Go through the listing below. Copy each line that has the string "column".
•••••
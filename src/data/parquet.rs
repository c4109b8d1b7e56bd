//! Parquet file handling for interaction and expression tables

use std::path::Path;

use anyhow::{anyhow, Result};
use polars::prelude::*;

use crate::data::json::stem;
use crate::data::Dataset;

/// Load a dataset from an interaction table (`gene_a`, `gene_b`) and an
/// expression table (`gene`, `tissue`)
///
/// Rows with a null in either column are skipped.
pub fn load_dataset(edges_path: impl AsRef<Path>, expression_path: impl AsRef<Path>) -> Result<Dataset> {
    let edges_path = edges_path.as_ref();
    let mut dataset = Dataset::new(stem(edges_path));

    dataset.edges = read_pairs(edges_path, "gene_a", "gene_b")?;
    dataset.expression = read_pairs(expression_path.as_ref(), "gene", "tissue")?;

    log::info!(
        "Loaded dataset {}: {} interactions, {} expression calls",
        dataset.name,
        dataset.edges.len(),
        dataset.expression.len()
    );
    Ok(dataset)
}

fn read_pairs(path: &Path, first: &str, second: &str) -> Result<Vec<(String, String)>> {
    log::info!("Reading parquet file: {}", path.display());

    if !path.exists() {
        return Err(anyhow!("File not found: {}", path.display()));
    }

    let df = LazyFrame::scan_parquet(path, Default::default())?
        .select([col(first), col(second)])
        .collect()?;

    log::debug!("File schema: {:?}", df.schema());

    let a = df.column(first)?.str()?;
    let b = df.column(second)?.str()?;

    let mut skipped = 0usize;
    let mut pairs = Vec::with_capacity(df.height());
    for (x, y) in a.into_iter().zip(b.into_iter()) {
        match (x, y) {
            (Some(x), Some(y)) => pairs.push((x.to_string(), y.to_string())),
            _ => skipped += 1,
        }
    }

    if skipped > 0 {
        log::warn!("Skipped {} rows with missing {} or {}", skipped, first, second);
    }
    Ok(pairs)
}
•••••
§ Solved problem
/// Rows with a null in either column are skipped.
    let a = df.column(first)?.str()?;
    let b = df.column(second)?.str()?;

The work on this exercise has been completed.